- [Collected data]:
⟨
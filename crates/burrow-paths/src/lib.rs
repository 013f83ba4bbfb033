use std::ffi::OsString;
use std::path::{Path, PathBuf};

/// Environment variable that overrides the socket directory.
pub const SOCKET_DIR_ENV: &str = "BURROW_DIR";

#[derive(Debug, thiserror::Error)]
pub enum PathError {
    #[error("home directory not found, set $HOME environment variable")]
    HomeNotFound,
}

/// Centralized path construction for the `~/.burrow/` directory layout.
///
/// Sockets do not live here: they go in a runtime directory, see
/// [`default_socket_dir`]. Use `resolve()` in production code and
/// `from_dir()` in tests.
#[derive(Debug, Clone)]
pub struct BurrowPaths {
    burrow_dir: PathBuf,
}

impl BurrowPaths {
    /// Resolve paths from the user's home directory (`~/.burrow`).
    pub fn resolve() -> Result<Self, PathError> {
        let home = dirs::home_dir().ok_or(PathError::HomeNotFound)?;
        Ok(Self {
            burrow_dir: home.join(".burrow"),
        })
    }

    /// Create paths from an explicit base directory. Use in tests.
    pub fn from_dir(burrow_dir: PathBuf) -> Self {
        Self { burrow_dir }
    }

    /// The base `~/.burrow` directory.
    pub fn burrow_dir(&self) -> &Path {
        &self.burrow_dir
    }

    pub fn user_config(&self) -> PathBuf {
        self.burrow_dir.join("config.toml")
    }

    pub fn logs_dir(&self) -> PathBuf {
        self.burrow_dir.join("logs")
    }

    /// Log file for one daemon. `encoded_name` must already be filesystem-safe.
    pub fn session_log(&self, encoded_name: &str) -> PathBuf {
        self.logs_dir().join(format!("{encoded_name}.log"))
    }
}

/// Default directory holding one socket per session.
///
/// `$BURROW_DIR` wins, then `$XDG_RUNTIME_DIR/burrow`, then
/// `<tmp>/burrow-<uid>`.
pub fn default_socket_dir(uid: u32) -> PathBuf {
    socket_dir_from(
        std::env::var_os(SOCKET_DIR_ENV),
        dirs::runtime_dir(),
        std::env::temp_dir(),
        uid,
    )
}

fn socket_dir_from(
    env_override: Option<OsString>,
    runtime_dir: Option<PathBuf>,
    temp_dir: PathBuf,
    uid: u32,
) -> PathBuf {
    if let Some(dir) = env_override.filter(|v| !v.is_empty()) {
        return PathBuf::from(dir);
    }
    if let Some(runtime) = runtime_dir {
        return runtime.join("burrow");
    }
    temp_dir.join(format!("burrow-{uid}"))
}

#[cfg(test)]
mod tests {
    use super::*;

    fn test_paths() -> BurrowPaths {
        BurrowPaths::from_dir(PathBuf::from("/home/user/.burrow"))
    }

    #[test]
    fn test_resolve_returns_ok_when_home_set() {
        let result = BurrowPaths::resolve();
        assert!(result.is_ok());
        let paths = result.unwrap();
        assert!(paths.burrow_dir().to_string_lossy().contains(".burrow"));
    }

    #[test]
    fn test_from_dir() {
        let paths = BurrowPaths::from_dir(PathBuf::from("/tmp/test-burrow"));
        assert_eq!(paths.burrow_dir(), Path::new("/tmp/test-burrow"));
    }

    #[test]
    fn test_user_config() {
        assert_eq!(
            test_paths().user_config(),
            PathBuf::from("/home/user/.burrow/config.toml")
        );
    }

    #[test]
    fn test_session_log() {
        assert_eq!(
            test_paths().session_log("dev%2Eapi"),
            PathBuf::from("/home/user/.burrow/logs/dev%2Eapi.log")
        );
    }

    #[test]
    fn test_socket_dir_env_override_wins() {
        let dir = socket_dir_from(
            Some(OsString::from("/custom/sockets")),
            Some(PathBuf::from("/run/user/1000")),
            PathBuf::from("/tmp"),
            1000,
        );
        assert_eq!(dir, PathBuf::from("/custom/sockets"));
    }

    #[test]
    fn test_socket_dir_empty_env_is_ignored() {
        let dir = socket_dir_from(
            Some(OsString::new()),
            Some(PathBuf::from("/run/user/1000")),
            PathBuf::from("/tmp"),
            1000,
        );
        assert_eq!(dir, PathBuf::from("/run/user/1000/burrow"));
    }

    #[test]
    fn test_socket_dir_falls_back_to_tmp_with_uid() {
        let dir = socket_dir_from(None, None, PathBuf::from("/tmp"), 501);
        assert_eq!(dir, PathBuf::from("/tmp/burrow-501"));
    }
}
⟩
Which lines of the data contain "base"? Copy them all.

    /// Create paths from an explicit base directory. Use in tests.
    /// The base `~/.burrow` directory.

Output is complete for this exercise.